The Refinitiv logo is seen in offices in Gdynia, Poland August 1, 2019. REUTERS/Matej Leskovsek
Prices of Refinitiv’s [RFT.UL] bonds hit all-time highs Thursday after the LSE formally announced the acquisition and said Refinitiv’s debt would be refinanced by a bridge loan of the same size. The combination with the investment-grade LSE would boost the credit profile of Refinitiv, which currently holds a speculative-grade rating.
Thursday’s announcement comes less than a year after Refinitiv’s bonds went to market with significant interest expenses and weak investor protections, issued to fund the carve-out of the Refinitiv business from Thomson Reuters, sold to private-equity giant Blackstone for $20 billion.
Thomson Reuters is the parent company of Reuters News.
The buyout had left Refinitiv with debt of more than five time earnings before interest, tax, depreciation and amortization, contingent on optimistic cost cuts.
Credit research firm Covenant Review decried the Refinitiv bonds as having some of the weakest investor protections since the global financial crisis a decade ago.
Covenants on two of the four bonds issued, which typically limit a company’s ability to borrow in order to protect credit investors, were given the worst possible rating by Moody’s Investors Service. The other two were ranked in the weakest category not far off. The debtload hampered Refinitiv’s capacity for growth.
“The initial transaction, the way it was put forth to investors, was definitely missing a story on the growth side,” said Gregory Fraser, senior credit analyst at Moody’s.
Growth would have had to come from investing in the business or merging, both of which would require more cash than could easily be come by with $13.5 billion debt to service.
“It is definitely a credit positive for Refinitiv,” said Fraser. “They would be able to refinance the debt at LSE’s more attractive rates and save that interest expense to reinvest in the business.”
The deal, and subsequent jump in bond prices, has rewarded investors who made a high-risk bet in the hunt for yield. The biggest price gain has been a nearly 11% rise since July 25, when news of the deal was first reported by the Financial Times, in the 6.875% November 2026 note worth 365 million euro. The dollar-denominated 8.25% November 2026 junk bond worth $1.575 billion was last up 6% to trade at 110.75 cents on the dollar.
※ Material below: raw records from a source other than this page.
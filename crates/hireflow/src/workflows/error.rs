use crate::api::{ApiError, ApiErrorKind};
use crate::workflows::applications::{
    ApplicationId, ApplicationStatus, ResumeError, TransitionError,
};
use crate::workflows::jobs::JobId;
use crate::workflows::session::UserRole;
use crate::workflows::validation::ValidationErrors;

const RETRY_PROMPT: &str =
    "Something went wrong while contacting the job board. Please try again.";

/// Error raised by the workflow manager.
#[derive(Debug, thiserror::Error)]
pub enum WorkflowError {
    #[error("sign in to continue")]
    NotAuthenticated,
    #[error("{role} accounts cannot perform this action")]
    Forbidden { role: UserRole },
    #[error(transparent)]
    Transition(#[from] TransitionError),
    #[error("application {0} is not part of the current view")]
    UnknownApplication(ApplicationId),
    #[error("job {0} was not found")]
    UnknownJob(JobId),
    #[error("you have already applied to job {0}")]
    AlreadyApplied(JobId),
    #[error("an application for job {0} was already submitted")]
    DuplicateApplication(JobId),
    #[error("application {application_id} was updated elsewhere: {detail}")]
    StateConflict {
        application_id: ApplicationId,
        server_status: Option<ApplicationStatus>,
        detail: String,
    },
    #[error("your session has expired, please sign in again")]
    SessionExpired,
    #[error(transparent)]
    Resume(#[from] ResumeError),
    #[error("{0}")]
    Validation(#[from] ValidationErrors),
    #[error(transparent)]
    Api(#[from] ApiError),
}

impl WorkflowError {
    /// Text suitable for showing to the user.
    pub fn user_message(&self) -> String {
        match self {
            WorkflowError::Api(err)
                if err.kind.is_retryable() || err.kind == ApiErrorKind::Decode =>
            {
                RETRY_PROMPT.to_string()
            }
            WorkflowError::Api(err) => err.message.clone(),
            other => other.to_string(),
        }
    }

    pub fn is_session_expired(&self) -> bool {
        matches!(self, WorkflowError::SessionExpired)
    }
}
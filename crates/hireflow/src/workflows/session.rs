//! Authenticated session lifecycle and account form validation.

use std::fmt;
use std::sync::OnceLock;

use chrono::{DateTime, Utc};
use regex::Regex;
use serde::{Deserialize, Serialize};
use tracing::info;

use super::validation::ValidationErrors;

pub const MIN_PASSWORD_LEN: usize = 6;

/// Identifier wrapper for user accounts (employers and employees alike).
#[derive(Debug, Clone, Copy, PartialEq, Eq, PartialOrd, Ord, Hash, Serialize, Deserialize)]
#[serde(transparent)]
pub struct UserId(pub i64);

impl fmt::Display for UserId {
    fn fmt(&self, f: &mut fmt::Formatter<'_>) -> fmt::Result {
        write!(f, "{}", self.0)
    }
}

#[derive(Debug, Clone, Copy, PartialEq, Eq, Hash, Serialize, Deserialize)]
#[serde(rename_all = "lowercase")]
pub enum UserRole {
    Employer,
    Employee,
}

impl UserRole {
    pub const fn label(self) -> &'static str {
        match self {
            UserRole::Employer => "employer",
            UserRole::Employee => "employee",
        }
    }

    pub const fn dashboard_path(self) -> &'static str {
        match self {
            UserRole::Employer => "/employer/dashboard",
            UserRole::Employee => "/employee/dashboard",
        }
    }
}

impl fmt::Display for UserRole {
    fn fmt(&self, f: &mut fmt::Formatter<'_>) -> fmt::Result {
        f.write_str(self.label())
    }
}

#[derive(Debug, Clone, PartialEq, Eq, Serialize, Deserialize)]
pub struct User {
    pub id: UserId,
    pub email: String,
    pub name: String,
    pub user_type: UserRole,
    pub created_at: DateTime<Utc>,
}

/// Opaque bearer token issued by the API.
#[derive(Clone, PartialEq, Eq, Serialize, Deserialize)]
#[serde(transparent)]
pub struct AuthToken(String);

impl AuthToken {
    pub fn new(raw: impl Into<String>) -> Self {
        Self(raw.into())
    }

    pub fn as_str(&self) -> &str {
        &self.0
    }
}

impl fmt::Debug for AuthToken {
    fn fmt(&self, f: &mut fmt::Formatter<'_>) -> fmt::Result {
        f.write_str("AuthToken(***)")
    }
}

#[derive(Debug, Clone, PartialEq, Eq, Serialize, Deserialize)]
pub struct Session {
    pub user: User,
    pub token: AuthToken,
}

impl Session {
    pub fn role(&self) -> UserRole {
        self.user.user_type
    }
}

/// Explicit session state owned by the workflow manager.
#[derive(Debug, Clone, Default)]
pub enum SessionContext {
    #[default]
    Anonymous,
    Authenticated(Session),
}

impl SessionContext {
    pub fn login(&mut self, session: Session) {
        info!(user_id = %session.user.id, role = %session.role(), "session started");
        *self = SessionContext::Authenticated(session);
    }

    /// Drop the session. Returns the user that was signed in, if any.
    pub fn logout(&mut self) -> Option<User> {
        match std::mem::take(self) {
            SessionContext::Authenticated(session) => {
                info!(user_id = %session.user.id, "session ended");
                Some(session.user)
            }
            SessionContext::Anonymous => None,
        }
    }

    pub fn session(&self) -> Option<&Session> {
        match self {
            SessionContext::Authenticated(session) => Some(session),
            SessionContext::Anonymous => None,
        }
    }

    pub fn is_authenticated(&self) -> bool {
        self.session().is_some()
    }

    pub fn role(&self) -> Option<UserRole> {
        self.session().map(Session::role)
    }

    /// Where a signed-in user lands; anonymous users go to the login screen.
    pub fn landing_path(&self) -> &'static str {
        self.role().map_or("/login", UserRole::dashboard_path)
    }
}

#[derive(Debug, Clone, PartialEq, Eq, Serialize)]
pub struct Credentials {
    pub email: String,
    pub password: String,
}

impl Credentials {
    pub fn validate(&self) -> Result<(), ValidationErrors> {
        let mut errors = ValidationErrors::default();
        if self.email.trim().is_empty() {
            errors.push("email", "Email is required");
        }
        if self.password.is_empty() {
            errors.push("password", "Password is required");
        }
        errors.into_result()
    }
}

/// Registration form as typed by the user, including the confirmation field.
#[derive(Debug, Clone, PartialEq, Eq)]
pub struct Registration {
    pub email: String,
    pub password: String,
    pub confirm_password: String,
    pub name: String,
    pub role: UserRole,
}

fn email_pattern() -> &'static Regex {
    static PATTERN: OnceLock<Regex> = OnceLock::new();
    PATTERN.get_or_init(|| Regex::new(r"\S+@\S+\.\S+").expect("static email pattern compiles"))
}

impl Registration {
    /// Collects every field error rather than stopping at the first.
    pub fn validate(&self) -> Result<(), ValidationErrors> {
        let mut errors = ValidationErrors::default();

        if self.email.is_empty() {
            errors.push("email", "Email is required");
        } else if !email_pattern().is_match(&self.email) {
            errors.push("email", "Email is invalid");
        }

        if self.password.is_empty() {
            errors.push("password", "Password is required");
        } else if self.password.chars().count() < MIN_PASSWORD_LEN {
            errors.push("password", "Password must be at least 6 characters");
        }

        if self.password != self.confirm_password {
            errors.push("confirm_password", "Passwords do not match");
        }

        if self.name.trim().is_empty() {
            errors.push("name", "Name is required");
        }

        errors.into_result()
    }
}
pub mod applications;
pub mod error;
pub mod jobs;
pub mod session;
pub mod validation;

pub use error::WorkflowError;
pub use session::{
    AuthToken, Credentials, Registration, Session, SessionContext, User, UserId, UserRole,
};
pub use validation::{FieldError, ValidationErrors};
In the months after the Blackstone buyout, Refinitiv debt traded below par, bottoming out in January. Since then, prices have risen but, prior to the report of deal talks, have largely underperformed the comparable Merrill Lynch indexes, said Marty Fridson, chief investment officer at Lehmann, Livian, Fridson.
On an option-adjusted basis, the spread over government bonds – a measure of the premium investors are paid to hold the riskier securities – narrowed by 61.3 basis points for the 4.5% May 2026 eurobond versus 159 basis points for the Merrill Lynch European currency high yield BB-B rated index for the year through July 25.
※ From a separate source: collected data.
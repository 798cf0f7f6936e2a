use std::fmt;
use std::str::FromStr;

use chrono::{DateTime, Utc};
use serde::{Deserialize, Serialize};

use crate::workflows::jobs::JobId;
use crate::workflows::session::UserId;

/// Identifier wrapper for submitted applications.
#[derive(Debug, Clone, Copy, PartialEq, Eq, PartialOrd, Ord, Hash, Serialize, Deserialize)]
#[serde(transparent)]
pub struct ApplicationId(pub i64);

impl fmt::Display for ApplicationId {
    fn fmt(&self, f: &mut fmt::Formatter<'_>) -> fmt::Result {
        write!(f, "{}", self.0)
    }
}

/// Lifecycle state of an application. `Rejected` and `Accepted` are terminal.
#[derive(Debug, Clone, Copy, PartialEq, Eq, Hash, Serialize, Deserialize)]
#[serde(rename_all = "lowercase")]
pub enum ApplicationStatus {
    Applied,
    Viewed,
    Shortlisted,
    Rejected,
    Accepted,
}

impl ApplicationStatus {
    pub const ALL: [ApplicationStatus; 5] = [
        ApplicationStatus::Applied,
        ApplicationStatus::Viewed,
        ApplicationStatus::Shortlisted,
        ApplicationStatus::Rejected,
        ApplicationStatus::Accepted,
    ];

    pub const fn label(self) -> &'static str {
        match self {
            ApplicationStatus::Applied => "applied",
            ApplicationStatus::Viewed => "viewed",
            ApplicationStatus::Shortlisted => "shortlisted",
            ApplicationStatus::Rejected => "rejected",
            ApplicationStatus::Accepted => "accepted",
        }
    }

    /// Capitalized form used on status badges.
    pub const fn display_name(self) -> &'static str {
        match self {
            ApplicationStatus::Applied => "Applied",
            ApplicationStatus::Viewed => "Viewed",
            ApplicationStatus::Shortlisted => "Shortlisted",
            ApplicationStatus::Rejected => "Rejected",
            ApplicationStatus::Accepted => "Accepted",
        }
    }

    /// States reachable from `self` in one transition.
    pub const fn next_states(self) -> &'static [ApplicationStatus] {
        match self {
            ApplicationStatus::Applied => &[
                ApplicationStatus::Viewed,
                ApplicationStatus::Shortlisted,
                ApplicationStatus::Rejected,
            ],
            ApplicationStatus::Viewed => {
                &[ApplicationStatus::Shortlisted, ApplicationStatus::Rejected]
            }
            ApplicationStatus::Shortlisted => {
                &[ApplicationStatus::Accepted, ApplicationStatus::Rejected]
            }
            ApplicationStatus::Rejected | ApplicationStatus::Accepted => &[],
        }
    }

    pub fn can_transition_to(self, next: ApplicationStatus) -> bool {
        self.next_states().contains(&next)
    }

    pub const fn is_terminal(self) -> bool {
        self.next_states().is_empty()
    }
}

impl fmt::Display for ApplicationStatus {
    fn fmt(&self, f: &mut fmt::Formatter<'_>) -> fmt::Result {
        f.write_str(self.label())
    }
}

#[derive(Debug, Clone, PartialEq, Eq, thiserror::Error)]
#[error("unknown application status '{0}'")]
pub struct UnknownStatus(pub String);

impl FromStr for ApplicationStatus {
    type Err = UnknownStatus;

    fn from_str(raw: &str) -> Result<Self, Self::Err> {
        let normalized = raw.trim().to_ascii_lowercase();
        ApplicationStatus::ALL
            .into_iter()
            .find(|status| status.label() == normalized)
            .ok_or_else(|| UnknownStatus(raw.to_string()))
    }
}

/// Client-side copy of a server-owned application record.
#[derive(Debug, Clone, PartialEq, Eq, Serialize, Deserialize)]
pub struct Application {
    pub id: ApplicationId,
    pub job_id: JobId,
    pub employee_id: UserId,
    pub status: ApplicationStatus,
    pub applied_at: DateTime<Utc>,
    pub updated_at: DateTime<Utc>,
    #[serde(default, skip_serializing_if = "Option::is_none")]
    pub job_title: Option<String>,
    #[serde(default, skip_serializing_if = "Option::is_none")]
    pub employer_name: Option<String>,
    #[serde(default, skip_serializing_if = "Option::is_none")]
    pub employee_name: Option<String>,
    #[serde(default, skip_serializing_if = "Option::is_none")]
    pub resume_filename: Option<String>,
    #[serde(default, skip_serializing_if = "Option::is_none")]
    pub resume_url: Option<String>,
    #[serde(default, skip_serializing_if = "Option::is_none")]
    pub file_size: Option<u64>,
    #[serde(default, skip_serializing_if = "Option::is_none")]
    pub cover_letter: Option<String>,
    #[serde(default, skip_serializing_if = "Option::is_none")]
    pub phone_number: Option<String>,
    #[serde(default, skip_serializing_if = "Option::is_none")]
    pub location: Option<String>,
}

impl Application {
    pub fn resume(&self) -> Option<ResumeAttachment> {
        let filename = self.resume_filename.clone()?;
        Some(ResumeAttachment {
            filename,
            url: self.resume_url.clone(),
            size: self.file_size,
        })
    }
}

/// Resume metadata attached to an application.
#[derive(Debug, Clone, PartialEq, Eq, Serialize)]
pub struct ResumeAttachment {
    pub filename: String,
    pub url: Option<String>,
    pub size: Option<u64>,
}

/// Optional free-form details sent along with an application.
#[derive(Debug, Clone, Default, PartialEq, Eq, Serialize, Deserialize)]
pub struct ApplicationDetails {
    pub cover_letter: String,
    pub phone_number: String,
    pub location: String,
}
//! Seam between the workflow manager and the remote job-board API.
//!
//! Every operation resolves to `Ok(payload)` or a tagged [`ApiError`]; callers branch on
//! [`ApiErrorKind`] and never inspect response bodies themselves.

pub mod http;
pub mod wire;

use std::fmt;

use async_trait::async_trait;

use crate::workflows::applications::{Application, ApplicationId, ApplicationStatus, ResumeFile};
use crate::workflows::jobs::{Job, JobDraft, JobId};
use crate::workflows::session::{AuthToken, Credentials, User};

pub use http::HttpJobBoardApi;
pub use wire::{
    ApplyRequest, AuthPayload, EmployeeApplications, Envelope, ProfilePayload, RegisterRequest,
    ResumeReference, StatusUpdate, UploadedResume,
};

#[derive(Debug, Clone, Copy, PartialEq, Eq, Hash)]
pub enum ApiErrorKind {
    /// The server rejected the request body (400/422).
    Validation,
    /// Missing or expired token (401). Ends the session.
    Unauthorized,
    /// Authenticated but not allowed (403).
    Forbidden,
    NotFound,
    /// The resource changed underneath the request (409).
    Conflict,
    Server,
    Transport,
    Decode,
}

impl ApiErrorKind {
    pub fn from_status(status: u16) -> Self {
        match status {
            400 | 422 => ApiErrorKind::Validation,
            401 => ApiErrorKind::Unauthorized,
            403 => ApiErrorKind::Forbidden,
            404 => ApiErrorKind::NotFound,
            409 => ApiErrorKind::Conflict,
            _ => ApiErrorKind::Server,
        }
    }

    pub const fn label(self) -> &'static str {
        match self {
            ApiErrorKind::Validation => "validation",
            ApiErrorKind::Unauthorized => "unauthorized",
            ApiErrorKind::Forbidden => "forbidden",
            ApiErrorKind::NotFound => "not found",
            ApiErrorKind::Conflict => "conflict",
            ApiErrorKind::Server => "server",
            ApiErrorKind::Transport => "transport",
            ApiErrorKind::Decode => "decode",
        }
    }

    /// Failures where the user can only try again later.
    pub const fn is_retryable(self) -> bool {
        matches!(self, ApiErrorKind::Server | ApiErrorKind::Transport)
    }
}

impl fmt::Display for ApiErrorKind {
    fn fmt(&self, f: &mut fmt::Formatter<'_>) -> fmt::Result {
        f.write_str(self.label())
    }
}

#[derive(Debug, Clone, PartialEq, Eq, thiserror::Error)]
#[error("{kind} error: {message}")]
pub struct ApiError {
    pub kind: ApiErrorKind,
    pub message: String,
    pub status: Option<u16>,
}

impl ApiError {
    pub fn new(kind: ApiErrorKind, message: impl Into<String>) -> Self {
        Self {
            kind,
            message: message.into(),
            status: None,
        }
    }

    pub fn from_status(status: u16, message: impl Into<String>) -> Self {
        Self {
            kind: ApiErrorKind::from_status(status),
            message: message.into(),
            status: Some(status),
        }
    }

    pub fn transport(message: impl Into<String>) -> Self {
        Self::new(ApiErrorKind::Transport, message)
    }

    pub fn decode(message: impl Into<String>) -> Self {
        Self::new(ApiErrorKind::Decode, message)
    }
}

pub type ApiResult<T> = Result<T, ApiError>;

/// Operations the job-board API offers. Authenticated calls take the session token
/// explicitly; implementations hold no session state of their own.
#[async_trait]
pub trait JobBoardApi: Send + Sync {
    async fn login(&self, credentials: &Credentials) -> ApiResult<AuthPayload>;
    async fn register(&self, request: &RegisterRequest) -> ApiResult<AuthPayload>;
    async fn profile(&self, token: &AuthToken) -> ApiResult<User>;

    async fn list_jobs(&self, token: &AuthToken) -> ApiResult<Vec<Job>>;
    async fn get_job(&self, token: &AuthToken, job_id: JobId) -> ApiResult<Job>;
    async fn employer_jobs(&self, token: &AuthToken) -> ApiResult<Vec<Job>>;
    async fn create_job(&self, token: &AuthToken, draft: &JobDraft) -> ApiResult<Job>;
    async fn update_job(&self, token: &AuthToken, job_id: JobId, draft: &JobDraft)
        -> ApiResult<Job>;
    async fn delete_job(&self, token: &AuthToken, job_id: JobId) -> ApiResult<()>;
    async fn toggle_job_active(&self, token: &AuthToken, job_id: JobId) -> ApiResult<Job>;

    async fn apply(&self, token: &AuthToken, request: &ApplyRequest) -> ApiResult<Application>;
    async fn employee_applications(&self, token: &AuthToken) -> ApiResult<EmployeeApplications>;
    async fn employer_applications(&self, token: &AuthToken) -> ApiResult<Vec<Application>>;
    async fn update_application_status(
        &self,
        token: &AuthToken,
        application_id: ApplicationId,
        status: ApplicationStatus,
    ) -> ApiResult<()>;
    async fn upload_resume(&self, token: &AuthToken, file: &ResumeFile)
        -> ApiResult<UploadedResume>;
}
The 6.25% May 2026 dollar-denominated issue underperformed the comparable Merrill Lynch index by 22.9 basis points and the November 2026 6.875% eurobond was 20.1 basis points lower than the comparable index for its B+ Standard & Poor’s rating, and 4.1 basis points lower than the index for its Caa2 Moody’s rating. Only the 8.25% November 2026 dollar-denominated bond outperformed.
“There’s no real support for the thesis that Refinitiv was a darling of investors or outperformed the market prior to the big rise that occurred when word of the impending LSE purchase began to leak out,” Fridson said. “The impact of the LSE announcement was so great that it swamped any lingering concern about the covenants.”